Most people's lives have been touched by cancer in some way. I was recently leading one of our hospital's monthly employee forums, where I asked people to raise their hand if they didn't have a family member, loved one or friend who had been affected by cancer. Not a single hand went up.
For me, it was my son, Christopher. Right before his fourth birthday, he was diagnosed with kidney cancer. Eventually, the cancer spread to his liver and lungs.
As a father, when I heard the news it literally knocked the wind out of me. There were months during that time when we practically lived in the hospital day and night. But I also knew that our family would survive, and we remained hopeful.
By way of background, I'm a doctor of pharmacy, so it helped that I understood what treatment we were doing and what to expect. The routine and predictability of our journey was comforting. And hearing from lots of patients with similar experiences who survived was inspiring.
This year alone, however, the American Cancer Society estimates nearly 1.7 million new cases of cancer will be diagnosed, and approximately 600,000 people will die from cancer. That makes cancer the leading cause of death right behind heart disease.
The good news is that through the years, we've made great strides in the war on cancer. Advances in radiation, chemotherapy and targeted treatments have improved survival rates — particularly for breast, prostate, lung, liver and colorectal cancer. But beyond technology and treatments, one of our finest weapons against cancer is promoting awareness and the importance of screening.
In my age bracket, for instance, colon cancer screening is recommended at age 50. Although I'm not quite 50, it's on my radar; despite its standing as one of the top three cancer killers, colorectal cancer is preventable, treatable and has a 90 percent survival rate if found early at the local stage. In the last 10 years, the rate for people diagnosed with colon cancer has actually dropped 30 percent, which researchers credit to awareness and more people getting the recommended screening tests.
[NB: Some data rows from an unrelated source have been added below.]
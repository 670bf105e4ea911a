use anyhow::{Context, Result};
use directories::ProjectDirs;
use kairos_ipc::DEFAULT_SOCKET_PATH;
use serde::Deserialize;
use std::fs;
use std::path::{Path, PathBuf};

#[derive(Debug, Deserialize, Clone)]
#[serde(default)]
pub struct Config {
    pub socket_path: PathBuf,
    pub data_dir: Option<PathBuf>,
    pub export_dir: Option<PathBuf>,
    pub notifications: bool,
    pub log_level: String,
    pub ai: AiConfig,
    pub engine: EngineConfig,
    pub sessions: SessionConfig,
}

#[derive(Debug, Deserialize, Clone)]
#[serde(default)]
pub struct AiConfig {
    pub api_key: Option<String>,
    pub api_key_env: String,
    pub api_url: String,
    pub model: String,
    pub max_tokens: u32,
    pub temperature: f32,
    pub request_timeout_secs: u64,
    pub simulated_delay_ms: u64,
}

#[derive(Debug, Deserialize, Clone)]
#[serde(default)]
pub struct EngineConfig {
    pub reminder_at_secs: u64,
    pub engagement_offset_secs: u64,
    pub engagement_delay_secs: u64,
    pub clarify_threshold_chars: usize,
}

/// What to do with a completed work period when no session is active.
#[derive(Debug, Deserialize, Clone, Copy, PartialEq, Eq)]
#[serde(rename_all = "snake_case")]
pub enum OrphanPolicy {
    AutoCreate,
    Reject,
}

#[derive(Debug, Deserialize, Clone)]
#[serde(default)]
pub struct SessionConfig {
    pub orphan_policy: OrphanPolicy,
    pub export_success_clear_secs: u64,
}

impl Default for Config {
    fn default() -> Self {
        Self {
            socket_path: PathBuf::from(DEFAULT_SOCKET_PATH),
            data_dir: None,
            export_dir: None,
            notifications: true,
            log_level: "info".to_string(),
            ai: AiConfig::default(),
            engine: EngineConfig::default(),
            sessions: SessionConfig::default(),
        }
    }
}

impl Default for AiConfig {
    fn default() -> Self {
        Self {
            api_key: None,
            api_key_env: "KAIROS_API_KEY".to_string(),
            api_url: "https://api.openai.com/v1".to_string(),
            model: "gpt-4o-mini".to_string(),
            max_tokens: 300,
            temperature: 0.7,
            request_timeout_secs: 20,
            simulated_delay_ms: 800,
        }
    }
}

impl Default for EngineConfig {
    fn default() -> Self {
        Self {
            reminder_at_secs: 120,
            engagement_offset_secs: 30,
            engagement_delay_secs: 5,
            clarify_threshold_chars: 10,
        }
    }
}

impl Default for SessionConfig {
    fn default() -> Self {
        Self {
            orphan_policy: OrphanPolicy::AutoCreate,
            export_success_clear_secs: 3,
        }
    }
}

impl AiConfig {
    /// The configured key, else the one in `api_key_env`. Blank keys count as absent.
    pub fn resolve_api_key(&self) -> Option<String> {
        self.api_key
            .clone()
            .or_else(|| std::env::var(&self.api_key_env).ok())
            .filter(|key| !key.trim().is_empty())
    }
}

impl Config {
    pub fn data_dir(&self) -> Option<PathBuf> {
        self.data_dir.clone().or_else(|| {
            ProjectDirs::from("com", "pabloagn", "Kairos").map(|d| d.data_dir().to_path_buf())
        })
    }

    pub fn export_dir(&self) -> Option<PathBuf> {
        self.export_dir
            .clone()
            .or_else(|| self.data_dir().map(|dir| dir.join("exports")))
    }
}

pub fn default_config_path() -> Option<PathBuf> {
    ProjectDirs::from("com", "pabloagn", "Kairos").map(|d| d.config_dir().join("kairos.toml"))
}

pub fn load_config(path: Option<&Path>) -> Result<Config> {
    let path = match path.map(Path::to_path_buf).or_else(default_config_path) {
        Some(path) => path,
        None => return Ok(Config::default()),
    };
    if !path.exists() {
        return Ok(Config::default());
    }
    let config_str = fs::read_to_string(&path)
        .with_context(|| format!("Failed to read config file at {:?}", path))?;
    parse_config(&config_str).with_context(|| format!("Failed to parse config file at {:?}", path))
}

pub fn parse_config(config_str: &str) -> Result<Config> {
    Ok(toml::from_str(config_str)?)
}

#[cfg(test)]
mod tests {
    use super::*;

    #[test]
    fn empty_file_is_all_defaults() {
        let config = parse_config("").unwrap();
        assert_eq!(config.socket_path, PathBuf::from(DEFAULT_SOCKET_PATH));
        assert_eq!(config.engine.reminder_at_secs, 120);
        assert_eq!(config.sessions.orphan_policy, OrphanPolicy::AutoCreate);
        assert!(config.notifications);
    }

    #[test]
    fn partial_sections_keep_other_defaults() {
        let config = parse_config(
            r#"
            notifications = false

            [ai]
            model = "gpt-4o"

            [sessions]
            orphan_policy = "reject"
            "#,
        )
        .unwrap();
        assert!(!config.notifications);
        assert_eq!(config.ai.model, "gpt-4o");
        assert_eq!(config.ai.max_tokens, 300);
        assert_eq!(config.sessions.orphan_policy, OrphanPolicy::Reject);
        assert_eq!(config.sessions.export_success_clear_secs, 3);
    }

    #[test]
    fn blank_api_key_counts_as_missing() {
        let ai = AiConfig {
            api_key: Some("   ".into()),
            api_key_env: "KAIROS_TEST_UNSET_KEY_VAR".into(),
            ..AiConfig::default()
        };
        assert_eq!(ai.resolve_api_key(), None);
    }

    #[test]
    fn missing_file_falls_back_to_defaults() {
        let dir = tempfile::tempdir().unwrap();
        let config = load_config(Some(&dir.path().join("absent.toml"))).unwrap();
        assert_eq!(config.log_level, "info");
    }

    #[test]
    fn export_dir_defaults_under_data_dir() {
        let config = Config {
            data_dir: Some(PathBuf::from("/var/kairos")),
            ..Config::default()
        };
        assert_eq!(config.export_dir(), Some(PathBuf::from("/var/kairos/exports")));
    }
}
use crate::store::{KeyValueStore, StoreError, SETTINGS_KEY};
use kairos_ipc::{SettingsError, TimerSettings};
use thiserror::Error;
use tracing::warn;

#[derive(Error, Debug)]
pub enum UpdateSettingsError {
    #[error(transparent)]
    Invalid(#[from] SettingsError),

    #[error("Failed to persist settings: {0}")]
    Store(#[from] StoreError),

    #[error("Failed to encode settings: {0}")]
    Encode(#[from] serde_json::Error),
}

/// Sole writer of the `timerSettings` key.
pub struct SettingsStore {
    store: Box<dyn KeyValueStore>,
    current: TimerSettings,
}

impl SettingsStore {
    pub fn load(store: Box<dyn KeyValueStore>) -> Self {
        let current = match store.get(SETTINGS_KEY) {
            Ok(Some(json)) => serde_json::from_str::<TimerSettings>(&json)
                .map(TimerSettings::sanitized)
                .unwrap_or_else(|e| {
                    warn!("Ignoring unreadable timer settings: {}", e);
                    TimerSettings::default()
                }),
            Ok(None) => TimerSettings::default(),
            Err(e) => {
                warn!("Failed to read timer settings, using defaults: {}", e);
                TimerSettings::default()
            }
        };
        Self { store, current }
    }

    pub fn current(&self) -> TimerSettings {
        self.current
    }

    pub fn update(&mut self, settings: TimerSettings) -> Result<TimerSettings, UpdateSettingsError> {
        settings.validate()?;
        let json = serde_json::to_string_pretty(&settings)?;
        self.store.set(SETTINGS_KEY, &json)?;
        self.current = settings;
        Ok(settings)
    }
}

#[cfg(test)]
mod tests {
    use super::*;
    use crate::store::MemoryStore;
    use std::sync::Arc;

    #[test]
    fn load_defaults_when_absent_or_garbage() {
        let settings = SettingsStore::load(Box::new(MemoryStore::new()));
        assert_eq!(settings.current(), TimerSettings::default());

        let settings = SettingsStore::load(Box::new(MemoryStore::with(SETTINGS_KEY, "{nope")));
        assert_eq!(settings.current(), TimerSettings::default());
    }

    #[test]
    fn load_sanitizes_zero_values() {
        let store = MemoryStore::with(SETTINGS_KEY, r#"{"workMinutes":0,"delaySeconds":10}"#);
        let settings = SettingsStore::load(Box::new(store)).current();
        assert_eq!(settings.work_minutes, 25);
        assert_eq!(settings.delay_seconds, 10);
    }

    #[test]
    fn update_persists_valid_settings() {
        let backing = Arc::new(MemoryStore::new());
        let mut settings = SettingsStore::load(Box::new(backing.clone()));
        let next = TimerSettings {
            work_minutes: 50,
            use_voice_interaction: true,
            ..TimerSettings::default()
        };
        settings.update(next).unwrap();

        let reloaded = SettingsStore::load(Box::new(backing));
        assert_eq!(reloaded.current(), next);
    }

    #[test]
    fn update_rejects_invalid_settings() {
        let mut settings = SettingsStore::load(Box::new(MemoryStore::new()));
        let err = settings
            .update(TimerSettings {
                short_break_minutes: 0,
                ..TimerSettings::default()
            })
            .unwrap_err();
        assert!(matches!(err, UpdateSettingsError::Invalid(_)));
        assert_eq!(settings.current(), TimerSettings::default());
    }
}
To help raise awareness for all types of cancer, Sharp Grossmont Hospital will be observing World Cancer Day on February 4. The day is intended to get as many people as possible around the globe to talk about cancer. Several employees, including myself, will color our hair lavender — the color representing all cancers — to raise awareness and honor loved ones, friends and patients whose lives have been touched by cancer. We have deemed the day, "Get Your Lavender On" Day.
As a hospital administrator, I believe in the power of raising cancer awareness, and I encourage everyone to do the same. There are many things you can do — from getting involved with a charity that supports cancer to volunteering at a local hospital. The important thing is to attach passion to the cause and together raise awareness and prevent cancer.
As for my son, he had a rough course for a while. But after a year-long battle, which included a bone marrow transplant, he has been in remission for seven years. Today, he's a happy, healthy 11-year-old boy, and I love spending my free time with him playing baseball or attending sporting events.
If I had to give advice to someone who presently has a family member or friend fighting cancer, I would tell them to never lose focus on quality of life and never lose hope.